_What is needed_: Every line with the string "units" must be copied from the entries below.

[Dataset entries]

↓↓↓

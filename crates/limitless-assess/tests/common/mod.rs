#![allow(dead_code)]

use limitless_assess::prelude::*;
use limitless_assess::UnitResult;

pub fn builtin() -> Catalog {
    Catalog::builtin().unwrap_or_else(|e| panic!("Built-in catalog failed to load: {e}"))
}

pub fn version(version: &str) -> Catalog {
    Catalog::builtin_version(Some(version))
        .unwrap_or_else(|e| panic!("Built-in version {version} failed to load: {e}"))
}

pub fn single_worker(catalog: &Catalog) -> Assessor<'_> {
    Assessor::new(
        catalog,
        AssessmentOptions {
            workers: 1,
            ..AssessmentOptions::default()
        },
    )
}

/// Assesses one script against `catalog`.
pub fn assess_with(catalog: &Catalog, sql: &str) -> UnitResult {
    single_worker(catalog).assess_unit(&SourceUnit::new("unit.sql", sql))
}

/// Assesses one script against the built-in catalog.
pub fn assess(sql: &str) -> UnitResult {
    assess_with(&builtin(), sql)
}

/// Assesses several named scripts and returns the report.
pub fn report(catalog: &Catalog, units: &[(&str, &str)]) -> AssessmentReport {
    let units: Vec<SourceUnit> = units
        .iter()
        .map(|(id, sql)| SourceUnit::new(*id, *sql))
        .collect();
    Assessor::new(catalog, AssessmentOptions::default())
        .run(&units)
        .unwrap_or_else(|e| panic!("Run failed: {e}"))
}

pub fn rule_ids(findings: &[Finding]) -> Vec<&str> {
    findings.iter().map(|f| f.rule_id.as_str()).collect()
}

/// Findings of one rule.
pub fn of_rule<'a>(findings: &'a [Finding], id: &str) -> Vec<&'a Finding> {
    findings.iter().filter(|f| f.rule_id == id).collect()
}

pub fn fires(sql: &str, rule: &str) -> bool {
    assess(sql).findings.iter().any(|f| f.rule_id == rule)
}

pub fn single_finding(sql: &str) -> Finding {
    let result = assess(sql);
    assert_eq!(
        result.findings.len(),
        1,
        "Expected one finding for: {sql}\nGot: {:?}",
        rule_ids(&result.findings)
    );
    result.findings.into_iter().next().unwrap()
}
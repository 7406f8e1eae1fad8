//! Pratt expression parser for operator precedence.

use crate::lexer::{Keyword, TokenKind};

/// Binding power of unary minus and bitwise NOT.
pub const UNARY_BP: u8 = 19;

/// Binding power of `NOT`.
pub const NOT_BP: u8 = 5;

/// Binding power of postfix `::type`, `[..]` and `COLLATE`.
pub const POSTFIX_BP: u8 = 21;

/// Returns the prefix binding power for a token.
///
/// Returns `None` if the token is not a prefix operator.
#[must_use]
pub const fn prefix_binding_power(kind: &TokenKind) -> Option<u8> {
    match kind {
        TokenKind::Minus | TokenKind::Plus | TokenKind::BitNot => Some(UNARY_BP),
        TokenKind::Keyword(Keyword::Not) => Some(NOT_BP),
        _ => None,
    }
}

/// Returns the infix binding power for a token.
///
/// Returns `(left_bp, right_bp)` where:
/// - Higher binding power = binds tighter
/// - Left associative: left_bp < right_bp
///
/// Returns `None` if the token is not an infix operator.
#[must_use]
pub const fn infix_binding_power(kind: &TokenKind) -> Option<(u8, u8)> {
    match kind {
        TokenKind::Keyword(Keyword::Or) => Some((1, 2)),

        TokenKind::Keyword(Keyword::And) => Some((3, 4)),

        // Comparisons and predicates; NOT here introduces NOT IN/LIKE/BETWEEN
        TokenKind::Eq
        | TokenKind::NotEq
        | TokenKind::Lt
        | TokenKind::LtEq
        | TokenKind::Gt
        | TokenKind::GtEq => Some((5, 6)),
        TokenKind::Keyword(
            Keyword::Is
            | Keyword::In
            | Keyword::Between
            | Keyword::Like
            | Keyword::ILike
            | Keyword::Not,
        ) => Some((5, 6)),

        // User-defined style operators (->, @>, ~*, ...)
        TokenKind::Operator(_) | TokenKind::BitOr => Some((7, 8)),

        TokenKind::BitAnd => Some((9, 10)),

        TokenKind::LeftShift | TokenKind::RightShift => Some((11, 12)),

        TokenKind::Plus | TokenKind::Minus | TokenKind::Concat => Some((13, 14)),

        TokenKind::Star | TokenKind::Slash | TokenKind::Percent => Some((15, 16)),

        TokenKind::Caret => Some((17, 18)),

        _ => None,
    }
}

/// Returns the postfix binding power for a token.
#[must_use]
pub const fn postfix_binding_power(kind: &TokenKind) -> Option<u8> {
    match kind {
        TokenKind::DoubleColon | TokenKind::LeftBracket | TokenKind::Keyword(Keyword::Collate) => {
            Some(POSTFIX_BP)
        }
        _ => None,
    }
}

/// Returns the spelling of a binary operator as stored in the tree.
#[must_use]
pub fn binary_operator(kind: &TokenKind) -> Option<String> {
    match kind {
        TokenKind::Keyword(kw @ (Keyword::And | Keyword::Or | Keyword::Like | Keyword::ILike)) => {
            Some(kw.as_str().to_string())
        }
        TokenKind::Operator(op) => Some(op.clone()),
        TokenKind::NotEq => Some("<>".to_string()),
        other if infix_binding_power(other).is_some() => other.symbol().map(str::to_string),
        _ => None,
    }
}

/// Returns the spelling of a unary operator as stored in the tree.
#[must_use]
pub const fn unary_operator(kind: &TokenKind) -> Option<&'static str> {
    match kind {
        TokenKind::Minus => Some("-"),
        TokenKind::Plus => Some("+"),
        TokenKind::Keyword(Keyword::Not) => Some("NOT"),
        TokenKind::BitNot => Some("~"),
        _ => None,
    }
}

#[cfg(test)]
mod tests {
    use super::*;

    #[test]
    fn test_precedence_ordering() {
        let add_bp = infix_binding_power(&TokenKind::Plus).unwrap();
        let mul_bp = infix_binding_power(&TokenKind::Star).unwrap();
        assert!(mul_bp.0 > add_bp.0);

        let and_bp = infix_binding_power(&TokenKind::Keyword(Keyword::And)).unwrap();
        let or_bp = infix_binding_power(&TokenKind::Keyword(Keyword::Or)).unwrap();
        assert!(and_bp.0 > or_bp.0);

        let eq_bp = infix_binding_power(&TokenKind::Eq).unwrap();
        assert!(eq_bp.0 > and_bp.0);
        assert!(NOT_BP > and_bp.1);
    }

    #[test]
    fn test_left_associativity() {
        let (left, right) = infix_binding_power(&TokenKind::Minus).unwrap();
        assert!(left < right);
    }

    #[test]
    fn test_casts_bind_tightest() {
        assert!(postfix_binding_power(&TokenKind::DoubleColon).unwrap() > UNARY_BP);
    }

    #[test]
    fn test_binary_operator_spelling() {
        assert_eq!(binary_operator(&TokenKind::Plus).as_deref(), Some("+"));
        assert_eq!(binary_operator(&TokenKind::NotEq).as_deref(), Some("<>"));
        assert_eq!(
            binary_operator(&TokenKind::Keyword(Keyword::ILike)).as_deref(),
            Some("ILIKE")
        );
        assert_eq!(
            binary_operator(&TokenKind::Operator("->>".into())).as_deref(),
            Some("->>")
        );
        assert_eq!(binary_operator(&TokenKind::LeftParen), None);
    }

    #[test]
    fn test_unary_operator() {
        assert_eq!(unary_operator(&TokenKind::Minus), Some("-"));
        assert_eq!(unary_operator(&TokenKind::Keyword(Keyword::Not)), Some("NOT"));
        assert_eq!(unary_operator(&TokenKind::Star), None);
    }
}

↑↑↑

_Final answer_:
pub fn report(catalog: &Catalog, units: &[(&str, &str)]) -> AssessmentReport {
    let units: Vec<SourceUnit> = units
        .run(&units)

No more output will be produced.